• _PROMPT_
Word for word, please restate the lines from the beginning of the data through the line in which "open output video" appears.

• _DATASET RECORDS_

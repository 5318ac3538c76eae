use std::path::{Path, PathBuf};

use thiserror::Error;

use crate::shared::frame::Frame;
use crate::shared::video_metadata::VideoMetadata;

use super::video_writer::VideoWriter;

#[derive(Error, Debug)]
pub enum OutputSinkError {
    #[error("cannot open output video {path}: {message}")]
    Open { path: PathBuf, message: String },
    #[error("frame {index} is {actual_w}x{actual_h}, output was opened at {expected_w}x{expected_h}")]
    FrameSize {
        index: usize,
        expected_w: u32,
        expected_h: u32,
        actual_w: u32,
        actual_h: u32,
    },
    #[error("cannot write frame {index}: {message}")]
    Write { index: usize, message: String },
    #[error("cannot finalize output video {path}: {message}")]
    Close { path: PathBuf, message: String },
    #[error("output sink already finished")]
    Finished,
}

#[derive(Clone, Copy, Debug, PartialEq, Eq)]
enum SinkState {
    Pending,
    Open { width: u32, height: u32 },
    Finished,
}

/// Recording sink that owns a [`VideoWriter`] for the whole run.
///
/// The writer is opened lazily by the first frame, whose dimensions become
/// the fixed frame size of the output. A later frame of any other size is
/// rejected and never reaches the writer. `finish` closes the writer even
/// after failed writes so frames already accepted are flushed to disk.
pub struct OutputSink {
    writer: Box<dyn VideoWriter>,
    path: PathBuf,
    fps: f64,
    state: SinkState,
    frames_written: usize,
}

impl OutputSink {
    pub fn new(writer: Box<dyn VideoWriter>, path: impl Into<PathBuf>, fps: f64) -> Self {
        Self {
            writer,
            path: path.into(),
            fps,
            state: SinkState::Pending,
            frames_written: 0,
        }
    }

    pub fn path(&self) -> &Path {
        &self.path
    }

    /// Frame size fixed by the first written frame.
    pub fn frame_size(&self) -> Option<(u32, u32)> {
        match self.state {
            SinkState::Open { width, height } => Some((width, height)),
            _ => None,
        }
    }

    pub fn frames_written(&self) -> usize {
        self.frames_written
    }

    pub fn is_open(&self) -> bool {
        matches!(self.state, SinkState::Open { .. })
    }

    pub fn write(&mut self, frame: &Frame) -> Result<(), OutputSinkError> {
        let (width, height) = match self.state {
            SinkState::Finished => return Err(OutputSinkError::Finished),
            SinkState::Pending => self.open(frame.width(), frame.height())?,
            SinkState::Open { width, height } => (width, height),
        };

        if frame.width() != width || frame.height() != height {
            return Err(OutputSinkError::FrameSize {
                index: frame.index(),
                expected_w: width,
                expected_h: height,
                actual_w: frame.width(),
                actual_h: frame.height(),
            });
        }

        self.writer
            .write(frame)
            .map_err(|e| OutputSinkError::Write {
                index: frame.index(),
                message: e.to_string(),
            })?;
        self.frames_written += 1;
        Ok(())
    }

    /// Flushes and closes the writer. Later calls are no-ops.
    pub fn finish(&mut self) -> Result<(), OutputSinkError> {
        let was_open = self.is_open();
        self.state = SinkState::Finished;
        if !was_open {
            return Ok(());
        }
        self.writer.close().map_err(|e| OutputSinkError::Close {
            path: self.path.clone(),
            message: e.to_string(),
        })?;
        log::info!(
            "Wrote {} frames to {}",
            self.frames_written,
            self.path.display()
        );
        Ok(())
    }

    fn open(&mut self, width: u32, height: u32) -> Result<(u32, u32), OutputSinkError> {
        let metadata = VideoMetadata::new(width, height, self.fps);
        self.writer
            .open(&self.path, &metadata)
            .map_err(|e| OutputSinkError::Open {
                path: self.path.clone(),
                message: e.to_string(),
            })?;
        log::info!(
            "Recording {width}x{height} at {} fps to {}",
            self.fps,
            self.path.display()
        );
        self.state = SinkState::Open { width, height };
        Ok((width, height))
    }
}

impl Drop for OutputSink {
    fn drop(&mut self) {
        if let Err(e) = self.finish() {
            log::warn!("{e}");
        }
    }
}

• _RESULT OF THE TASK_
repository 5318ac3538c76eae
use std::path::{Path, PathBuf};

use thiserror::Error;

use crate::shared::frame::Frame;
use crate::shared::video_metadata::VideoMetadata;

use super::video_writer::VideoWriter;

#[derive(Error, Debug)]
pub enum OutputSinkError {
    #[error("cannot open output video {path}: {message}")]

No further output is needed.